This repository adds a Scene-Recognition module to self-monitoring agent. Work still in progress. The original readme can be found below.

The Regretful Navigation Agent for Vision-and-Language Navigation

License: MIT

This is the PyTorch implementation of our paper:

The Regretful Agent: Heuristic-Aided Navigation through Progress Estimation
Chih-Yao Ma, Zuxuan Wu, Ghassan AlRegib, Caiming Xiong, Zsolt Kira
IEEE Conference on Computer Vision and Pattern Recognition (CVPR), 2019 (Oral)

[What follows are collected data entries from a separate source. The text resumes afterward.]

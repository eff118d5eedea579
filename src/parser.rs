//! PDF object parser.
//!
//! Combines tokens from the lexer into complete objects (arrays,
//! dictionaries, strings, ...).
//!
//! # Architecture
//!
//! The parser uses a recursive descent approach:
//! 1. Read token from lexer
//! 2. Based on token type, decide how to parse
//! 3. For composite types (arrays, dicts), recursively parse contents
//!
//! Two modes exist. Full object syntax folds `id gen R` into a reference.
//! Content streams use direct mode, where `R` is just another operator and
//! references never appear.
//!
//! # Error Handling
//!
//! All parsing functions return `IResult` from nom. Unclosed arrays and
//! dictionaries and nesting beyond the configured limit are reported as
//! `nom::Err::Failure` so that callers do not backtrack past them.

use crate::error::{Error, Result};
use crate::lexer::{token, Token};
use crate::object::{Dictionary, Name, Object, ObjectRef};
use crate::parser_config::ParserOptions;
use nom::error::ErrorKind;
use nom::IResult;

/// Decode escape sequences in PDF literal strings.
///
/// PDF literal strings (enclosed in parentheses) support escape sequences
/// per ISO 32000-1:2008, Section 7.3.4.2:
///
/// - `\n` `\r` `\t` `\b` `\f` → the matching control character
/// - `\(` `\)` `\\` → the escaped character
/// - `\ddd` → byte with octal code (1-3 digits, high bits dropped)
/// - `\<newline>` → line continuation (ignored)
///
/// An unescaped end-of-line (CR, LF or CRLF) inside the string reads as a
/// single LF. Unknown escapes drop the backslash.
///
/// # Examples
///
/// ```
/// # use pdf_content_codec::parser::decode_literal_string_escapes;
/// let decoded = decode_literal_string_escapes(b"Section \\247 71.01");
/// assert_eq!(decoded, b"Section \xa7 71.01");
/// ```
pub fn decode_literal_string_escapes(raw: &[u8]) -> Vec<u8> {
    let mut result = Vec::with_capacity(raw.len());
    let mut i = 0;

    while i < raw.len() {
        match raw[i] {
            b'\\' if i + 1 < raw.len() => {
                let escaped = raw[i + 1];
                i += 2;
                match escaped {
                    b'n' => result.push(b'\n'),
                    b'r' => result.push(b'\r'),
                    b't' => result.push(b'\t'),
                    b'b' => result.push(0x08),
                    b'f' => result.push(0x0C),
                    b'\n' => {},
                    b'\r' => {
                        if raw.get(i) == Some(&b'\n') {
                            i += 1;
                        }
                    },
                    b'0'..=b'7' => {
                        let mut value = u32::from(escaped - b'0');
                        let mut digits = 1;
                        while digits < 3 {
                            match raw.get(i) {
                                Some(&d @ b'0'..=b'7') => {
                                    value = value * 8 + u32::from(d - b'0');
                                    i += 1;
                                    digits += 1;
                                },
                                _ => break,
                            }
                        }
                        result.push((value & 0xFF) as u8);
                    },
                    other => result.push(other),
                }
            },
            b'\r' => {
                result.push(b'\n');
                i += 1;
                if raw.get(i) == Some(&b'\n') {
                    i += 1;
                }
            },
            byte => {
                result.push(byte);
                i += 1;
            },
        }
    }

    result
}

/// Decode the digits of a hexadecimal string.
///
/// Whitespace is ignored and an odd trailing digit is padded with `0`.
/// Non-hex bytes are skipped; the lexer never produces them.
pub fn decode_hex(hex_bytes: &[u8]) -> Vec<u8> {
    let digits: Vec<u8> = hex_bytes
        .iter()
        .filter_map(|&c| (c as char).to_digit(16).map(|d| d as u8))
        .collect();

    digits
        .chunks(2)
        .map(|pair| match pair {
            [high, low] => (high << 4) | low,
            [high] => high << 4,
            _ => 0,
        })
        .collect()
}

/// Recursive descent over lexer tokens with a nesting bound.
#[derive(Debug, Clone, Copy)]
struct ObjectParser {
    fold_references: bool,
    max_nesting: usize,
}

impl ObjectParser {
    fn parse<'a>(&self, input: &'a [u8], depth: usize) -> IResult<&'a [u8], Object> {
        let start = input;
        let (input, tok) = token(input)?;

        match tok {
            Token::Null => Ok((input, Object::Null)),
            Token::True => Ok((input, Object::Boolean(true))),
            Token::False => Ok((input, Object::Boolean(false))),
            Token::Integer(i) => {
                if self.fold_references {
                    if let Some((rest, reference)) = fold_reference(i, input) {
                        return Ok((rest, Object::Reference(reference)));
                    }
                }
                Ok((input, Object::Integer(i)))
            },
            Token::Real(r) => Ok((input, Object::Real(r))),
            Token::LiteralString(raw) => {
                Ok((input, Object::String(decode_literal_string_escapes(raw))))
            },
            Token::HexString(digits) => Ok((input, Object::String(decode_hex(digits)))),
            Token::Name(name) => Ok((input, Object::Name(Name::new(name)))),
            Token::ArrayStart => {
                self.check_depth(start, depth)?;
                self.parse_array(input, depth + 1)
            },
            Token::DictStart => {
                self.check_depth(start, depth)?;
                self.parse_dictionary(input, depth + 1)
            },
            Token::ArrayEnd | Token::DictEnd | Token::Keyword(_) => {
                Err(nom::Err::Error(nom::error::Error::new(start, ErrorKind::Tag)))
            },
        }
    }

    fn check_depth<'a>(
        &self,
        at: &'a [u8],
        depth: usize,
    ) -> std::result::Result<(), nom::Err<nom::error::Error<&'a [u8]>>> {
        if depth >= self.max_nesting {
            return Err(nom::Err::Failure(nom::error::Error::new(at, ErrorKind::TooLarge)));
        }
        Ok(())
    }

    fn parse_array<'a>(&self, input: &'a [u8], depth: usize) -> IResult<&'a [u8], Object> {
        let mut objects = Vec::new();
        let mut remaining = input;

        loop {
            match token(remaining) {
                Ok((rest, Token::ArrayEnd)) => return Ok((rest, Object::Array(objects))),
                Ok(_) => {
                    let (rest, obj) = self.parse(remaining, depth).map_err(into_failure)?;
                    objects.push(obj);
                    remaining = rest;
                },
                Err(nom::Err::Failure(e)) => return Err(nom::Err::Failure(e)),
                Err(_) => {
                    return Err(nom::Err::Failure(nom::error::Error::new(
                        remaining,
                        ErrorKind::Eof,
                    )))
                },
            }
        }
    }

    fn parse_dictionary<'a>(&self, input: &'a [u8], depth: usize) -> IResult<&'a [u8], Object> {
        let mut dict = Dictionary::new();
        let mut remaining = input;

        loop {
            match token(remaining) {
                Ok((rest, Token::DictEnd)) => return Ok((rest, Object::Dictionary(dict))),
                Ok((rest, Token::Name(key))) => {
                    let (rest, value) = self.parse(rest, depth).map_err(into_failure)?;
                    dict.insert(Name::new(key), value);
                    remaining = rest;
                },
                Ok(_) => {
                    return Err(nom::Err::Failure(nom::error::Error::new(
                        remaining,
                        ErrorKind::Tag,
                    )))
                },
                Err(nom::Err::Failure(e)) => return Err(nom::Err::Failure(e)),
                Err(_) => {
                    return Err(nom::Err::Failure(nom::error::Error::new(
                        remaining,
                        ErrorKind::Eof,
                    )))
                },
            }
        }
    }
}

/// Try to read `gen R` after an object number.
fn fold_reference(id: i64, input: &[u8]) -> Option<(&[u8], ObjectRef)> {
    let (rest, gen) = match token(input) {
        Ok((rest, Token::Integer(gen))) => (rest, gen),
        _ => return None,
    };
    match token(rest) {
        Ok((rest, Token::Keyword(b"R"))) => {
            let id = u32::try_from(id).ok()?;
            let gen = u16::try_from(gen).ok()?;
            Some((rest, ObjectRef::new(id, gen)))
        },
        _ => None,
    }
}

fn into_failure<I>(err: nom::Err<nom::error::Error<I>>) -> nom::Err<nom::error::Error<I>> {
    match err {
        nom::Err::Error(e) => nom::Err::Failure(e),
        other => other,
    }
}

/// Parse a PDF object in full object syntax, folding `id gen R` references.
///
/// Uses the default nesting limit.
pub fn parse_object(input: &[u8]) -> IResult<&[u8], Object> {
    parse_object_with_options(input, &ParserOptions::default())
}

/// Parse a PDF object in full object syntax with explicit options.
pub fn parse_object_with_options<'a>(
    input: &'a [u8],
    options: &ParserOptions,
) -> IResult<&'a [u8], Object> {
    ObjectParser {
        fold_references: true,
        max_nesting: options.max_nesting,
    }
    .parse(input, 0)
}

/// Parse a direct object as it appears in a content stream.
///
/// References are never folded, so `1 0 R` reads as the integer `1`.
pub fn parse_direct_object<'a>(
    input: &'a [u8],
    options: &ParserOptions,
) -> IResult<&'a [u8], Object> {
    ObjectParser {
        fold_references: false,
        max_nesting: options.max_nesting,
    }
    .parse(input, 0)
}

impl Object {
    /// Parse a single object literal from bytes.
    ///
    /// Leading and trailing whitespace and comments are allowed; anything else
    /// after the object is an error.
    ///
    /// # Examples
    ///
    /// ```
    /// use pdf_content_codec::Object;
    ///
    /// let obj = Object::parse(b"<< /W 10 /H [1 2.5] >>").unwrap();
    /// assert_eq!(obj.as_dict().unwrap()["W"], Object::Integer(10));
    /// ```
    pub fn parse(input: &[u8]) -> Result<Object> {
        let offset_of = |rest: &[u8]| input.len() - rest.len();

        let (rest, obj) = parse_object(input).map_err(|e| match e {
            nom::Err::Error(e) | nom::Err::Failure(e) => Error::ParseError {
                offset: offset_of(e.input),
                reason: describe(e.code),
            },
            nom::Err::Incomplete(_) => Error::ParseError {
                offset: input.len(),
                reason: "unexpected end of input".to_string(),
            },
        })?;

        let (rest, _) = crate::lexer::skip_ws(rest).map_err(|_| Error::ParseError {
            offset: offset_of(rest),
            reason: "invalid trailing data".to_string(),
        })?;
        if !rest.is_empty() {
            return Err(Error::ParseError {
                offset: offset_of(rest),
                reason: "unexpected data after object".to_string(),
            });
        }
        Ok(obj)
    }
}

/// Human readable reason for a parser error kind.
pub(crate) fn describe(kind: ErrorKind) -> String {
    match kind {
        ErrorKind::TooLarge => "nesting too deep".to_string(),
        ErrorKind::Eof => "unterminated array or dictionary".to_string(),
        ErrorKind::Tag => "unexpected token".to_string(),
        ErrorKind::Float => "number out of range".to_string(),
        other => format!("malformed object ({})", other.description()),
    }
}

[arXiv] [GitHub] [Project]

Abstract

As deep learning continues to make progress for challenging perception tasks, there is increased interest in combining vision, language, and decision-making. Specifically, the Vision and Language Navigation (VLN) task involves navigating to a goal purely from language instructions and visual information without explicit knowledge of the goal. Recent successful approaches have made in-roads in achieving good success rates for this task but rely on beam search, which thoroughly explores a large number of trajectories and is unrealistic for applications such as robotics. In this paper, inspired by the intuition of viewing the problem as search on a navigation graph, we propose to use a progress monitor developed in prior work as a learnable heuristic for search. We then propose two modules incorporated into an end-to-end architecture: 1) A learned mechanism to perform backtracking, which decides whether to continue moving forward or roll back to a previous state (Regret Module) and 2) A mechanism to help the agent decide which direction to go next by showing directions that are visited and their associated progress estimate (Progress Marker). Combined, the proposed approach significantly outperforms current state-of-the-art methods using greedy action selection, with 5% absolute improvement on the test server in success rates, and more importantly 8% on success rates normalized by the path length.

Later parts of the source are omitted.